Take banking, for example.
Listening to the radio this morning, I heard of a new report that found "credit cards are deliberately confusing and designed to distract consumers from very high interest rates." No kidding, right?
It reminded me of an incident in late 2012, when a major international bank sacked 11,000 employees but buried the fact at the bottom of a long and detailed announcement about “a series of repositioning actions" that would "result in increased business efficiency, streamlined operations and an optimised consumer footprint across geographies." The full press release was slammed as one of the most insulting and convoluted pieces of business writing ever.
More humane and authentic language in business is something I believe in passionately. If not for philosophical reasons, then for clear economic ones.
One such example of what I mean happened early last year, when an Australian company spent $150,000 with a consulting firm on an employee engagement initiative that was shot down by its staff. It was called the "behavioural capability framework" — a 12-page document given to staff asking them to "leverage relationships with stakeholders," "think ahead of the curve," "contribute to areas of strategic importance," "champion the relentless pursuit of excellence," and generally make a better effort to be more excited about their jobs. It was described as "a lot of HR claptrap … on the ground we just think that it's a complete joke. I'm glad it's being ridiculed."
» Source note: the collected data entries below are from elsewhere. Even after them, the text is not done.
use std::fmt;

use rand::distributions::{Distribution, Uniform};
use rand::Rng;

use crate::error::MatError;
use crate::shape::{Coord, Shape};
use crate::Result;

/// A dense, contiguous N-dimensional `f64` tensor.
///
/// Axis 0 varies fastest. A rank-0 tensor is a scalar holding one value.
/// `Clone` is a deep copy.
#[derive(Clone, PartialEq)]
pub struct Tensor {
    shape: Shape,
    data: Vec<f64>,
}

impl Tensor {
    // =========================================================================
    // Constructors
    // =========================================================================

    /// Zero-filled tensor of the given shape.
    pub fn new(shape: impl Into<Shape>) -> Result<Self> {
        Self::filled(shape, 0.0)
    }

    /// Tensor of the given shape with every element set to `value`.
    pub fn filled(shape: impl Into<Shape>, value: f64) -> Result<Self> {
        let shape = shape.into();
        shape.validate()?;
        let data = vec![value; shape.numel()];
        Ok(Self { shape, data })
    }

    /// Wrap existing data. `data.len()` must equal the shape's element count.
    pub fn from_data(shape: impl Into<Shape>, data: Vec<f64>) -> Result<Self> {
        let shape = shape.into();
        shape.validate()?;
        if data.len() != shape.numel() {
            return Err(MatError::DimensionMismatch { expected: shape.numel(), got: data.len() });
        }
        Ok(Self { shape, data })
    }

    pub fn scalar(value: f64) -> Self {
        Self { shape: Shape::scalar(), data: vec![value] }
    }

    /// Uniform samples in `[lo, hi]` from the thread-local RNG.
    pub fn rand_uniform(shape: impl Into<Shape>, lo: f64, hi: f64) -> Result<Self> {
        Self::rand_uniform_with(shape, lo, hi, &mut rand::thread_rng())
    }

    /// Uniform samples in `[lo, hi]` from `rng`. The bounds may be given in
    /// either order but must both be finite.
    pub fn rand_uniform_with<R: Rng + ?Sized>(
        shape: impl Into<Shape>,
        lo: f64,
        hi: f64,
        rng: &mut R,
    ) -> Result<Self> {
        let shape = shape.into();
        shape.validate()?;
        if !lo.is_finite() || !hi.is_finite() {
            return Err(MatError::InvalidRange { lo, hi });
        }
        let (lo, hi) = if lo <= hi { (lo, hi) } else { (hi, lo) };
        let dist = Uniform::new_inclusive(lo, hi);
        let data = (0..shape.numel()).map(|_| dist.sample(rng)).collect();
        Ok(Self { shape, data })
    }

    // =========================================================================
    // Accessors
    // =========================================================================

    pub fn shape(&self) -> &Shape {
        &self.shape
    }

    /// Number of dimensions; 0 for a scalar.
    pub fn ndims(&self) -> usize {
        self.shape.ndim()
    }

    /// Number of elements.
    pub fn literal_size(&self) -> usize {
        self.data.len()
    }

    pub fn is_scalar(&self) -> bool {
        self.shape.is_scalar()
    }

    pub fn data(&self) -> &[f64] {
        &self.data
    }

    pub fn data_mut(&mut self) -> &mut [f64] {
        &mut self.data
    }

    pub fn into_data(self) -> Vec<f64> {
        self.data
    }

    /// The value of a single-element tensor.
    pub fn item(&self) -> Option<f64> {
        match self.data.as_slice() {
            [v] => Some(*v),
            _ => None,
        }
    }

    // =========================================================================
    // Indexing
    // =========================================================================

    pub fn index_to_coord(&self, linear: usize) -> Result<Coord> {
        self.shape.index_to_coord(linear)
    }

    pub fn coord_to_offset(&self, coord: &[usize]) -> Result<usize> {
        self.shape.coord_to_offset(coord)
    }

    pub fn get(&self, coord: &[usize]) -> Result<f64> {
        let offset = self.coord_to_offset(coord)?;
        Ok(self.data[offset])
    }

    pub fn set(&mut self, coord: &[usize], value: f64) -> Result<()> {
        let offset = self.coord_to_offset(coord)?;
        self.data[offset] = value;
        Ok(())
    }

    // =========================================================================
    // Copies
    // =========================================================================

    /// Independent copy of shape and data.
    pub fn deep_copy(&self) -> Self {
        if let [v] = self.data.as_slice() {
            return Self { shape: self.shape.clone(), data: vec![*v] };
        }
        Self { shape: self.shape.clone(), data: self.data.to_vec() }
    }

    /// 1-D copy `[literal_size]` in the same linear order.
    pub fn flatten(&self) -> Self {
        Self { shape: Shape::new(&[self.data.len()]), data: self.data.clone() }
    }

    /// Same data, reinterpreted under another shape of equal element count.
    pub fn reshape(self, shape: impl Into<Shape>) -> Result<Self> {
        Self::from_data(shape, self.data)
    }

    /// Collapse a single-element tensor to rank 0.
    pub(crate) fn normalise_scalar(self) -> Self {
        match self.item() {
            Some(v) if !self.is_scalar() => Self::scalar(v),
            _ => self,
        }
    }

    fn fmt_axis(&self, f: &mut fmt::Formatter<'_>, axis: usize, offset: usize, strides: &[usize]) -> fmt::Result {
        let n = self.shape.dims()[axis];
        write!(f, "[")?;
        for i in 0..n {
            let at = offset + i * strides[axis];
            if axis == 0 {
                if i > 0 {
                    write!(f, ", ")?;
                }
                write!(f, "{}", self.data[at])?;
            } else {
                if i > 0 {
                    write!(f, ",\n{}", " ".repeat(self.ndims() - axis))?;
                }
                self.fmt_axis(f, axis - 1, at, strides)?;
            }
        }
        write!(f, "]")
    }
}

impl fmt::Debug for Tensor {
    fn fmt(&self, f: &mut fmt::Formatter<'_>) -> fmt::Result {
        f.debug_struct("Tensor")
            .field("shape", &self.shape)
            .field("data", &self.data)
            .finish()
    }
}

/// Nested print, outermost bracket over the last axis, innermost rows along axis 0.
impl fmt::Display for Tensor {
    fn fmt(&self, f: &mut fmt::Formatter<'_>) -> fmt::Result {
        if self.is_scalar() {
            return write!(f, "{}", self.data[0]);
        }
        let strides = self.shape.strides();
        self.fmt_axis(f, self.ndims() - 1, 0, &strides)
    }
}

#[cfg(test)]
mod tests {
    use super::*;
    use rand::rngs::StdRng;
    use rand::SeedableRng;

    #[test]
    fn test_new_is_zeroed() {
        let t = Tensor::new([2, 3]).unwrap();
        assert_eq!(t.literal_size(), 6);
        assert_eq!(t.ndims(), 2);
        assert!(t.data().iter().all(|&v| v == 0.0));
    }

    #[test]
    fn test_zero_dimension_rejected() {
        assert!(matches!(Tensor::new([2, 0, 3]), Err(MatError::DimensionZero { .. })));
        assert!(matches!(Tensor::filled([0], 1.0), Err(MatError::DimensionZero { .. })));
    }

    #[test]
    fn test_oversized_shape_rejected() {
        assert!(matches!(Tensor::new([1 << 33, 1 << 31]), Err(MatError::SizeOverflow { .. })));
        assert!(matches!(
            Tensor::from_data([1 << 33, 1 << 31], vec![0.0]),
            Err(MatError::SizeOverflow { .. })
        ));
        assert!(Tensor::rand_uniform([usize::MAX, 2], 0.0, 1.0).is_err());
    }

    #[test]
    fn test_scalar() {
        let s = Tensor::scalar(20.0);
        assert_eq!(s.literal_size(), 1);
        assert_eq!(s.ndims(), 0);
        assert_eq!(s.item(), Some(20.0));
        assert_eq!(s.get(&[]).unwrap(), 20.0);
        assert_eq!(s.to_string(), "20");
    }

    #[test]
    fn test_from_data_length_checked() {
        assert!(Tensor::from_data([2, 2], vec![1.0; 4]).is_ok());
        assert!(matches!(
            Tensor::from_data([2, 2], vec![1.0; 3]),
            Err(MatError::DimensionMismatch { expected: 4, got: 3 })
        ));
    }

    #[test]
    fn test_get_set() {
        let mut t = Tensor::new([2, 3]).unwrap();
        t.set(&[1, 2], 7.0).unwrap();
        assert_eq!(t.get(&[1, 2]).unwrap(), 7.0);
        assert_eq!(t.data()[5], 7.0);
        assert!(t.set(&[2, 0], 1.0).is_err());
        assert!(t.get(&[0]).is_err());
    }

    #[test]
    fn test_deep_copy_is_independent() {
        let t = Tensor::from_data([3], vec![1.0, 2.0, 3.0]).unwrap();
        let mut c = t.deep_copy();
        c.data_mut()[0] = 9.0;
        assert_eq!(t.data()[0], 1.0);
        assert_eq!(c.shape(), t.shape());

        let s = Tensor::scalar(4.0).deep_copy();
        assert_eq!(s.item(), Some(4.0));
        assert!(s.is_scalar());
    }

    #[test]
    fn test_flatten_and_reshape() {
        let t = Tensor::from_data([2, 3], (0..6).map(f64::from).collect()).unwrap();
        let flat = t.flatten();
        assert_eq!(flat.shape().dims(), &[6]);
        assert_eq!(flat.data(), t.data());
        assert!(flat.clone().reshape([3, 2]).is_ok());
        assert!(flat.reshape([4, 2]).is_err());
    }

    #[test]
    fn test_normalise_scalar() {
        let t = Tensor::from_data([1, 1], vec![5.0]).unwrap().normalise_scalar();
        assert!(t.is_scalar());
        assert_eq!(t.item(), Some(5.0));
        let t = Tensor::new([2]).unwrap().normalise_scalar();
        assert_eq!(t.ndims(), 1);
    }

    #[test]
    fn test_rand_uniform_bounds() {
        let mut rng = StdRng::seed_from_u64(7);
        let t = Tensor::rand_uniform_with([4, 4], 1.0, -1.0, &mut rng).unwrap();
        assert!(t.data().iter().all(|v| (-1.0..=1.0).contains(v)));
        assert!(Tensor::rand_uniform([3, 0], 0.0, 1.0).is_err());
    }

    #[test]
    fn test_rand_uniform_rejects_non_finite() {
        assert!(matches!(Tensor::rand_uniform([2], f64::NAN, 1.0), Err(MatError::InvalidRange { .. })));
        assert!(matches!(
            Tensor::rand_uniform([2], 0.0, f64::INFINITY),
            Err(MatError::InvalidRange { .. })
        ));
        assert!(Tensor::rand_uniform([2], f64::NEG_INFINITY, f64::INFINITY).is_err());
        let t = Tensor::rand_uniform([2], -0.5, -0.5).unwrap();
        assert_eq!(t.data(), &[-0.5, -0.5]);
    }

    #[test]
    fn test_display_nested() {
        let t = Tensor::from_data([2, 2], vec![1.0, 2.0, 77.0, 2.0]).unwrap();
        assert_eq!(t.to_string(), "[[1, 2],\n [77, 2]]");
        let v = Tensor::from_data([3], vec![1.5, 2.0, 3.0]).unwrap();
        assert_eq!(v.to_string(), "[1.5, 2, 3]");
    }
}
There are plenty of amazing HR professionals and consultants I've seen who share similar qualities. One of those qualities I admire is the ability to present a topic simply and practically, avoiding excessive business-speak, and having a bit of compassion for those on the frontline who have to apply the information to their day-to-day lives.
Which brings me to this excellent video that you might have seen trending last month on social media. A very good explanation for those looking for a clear, concise definition of employee engagement:
(In summary, it's about getting maximum satisfaction in one's job and giving maximum contribution to the business.)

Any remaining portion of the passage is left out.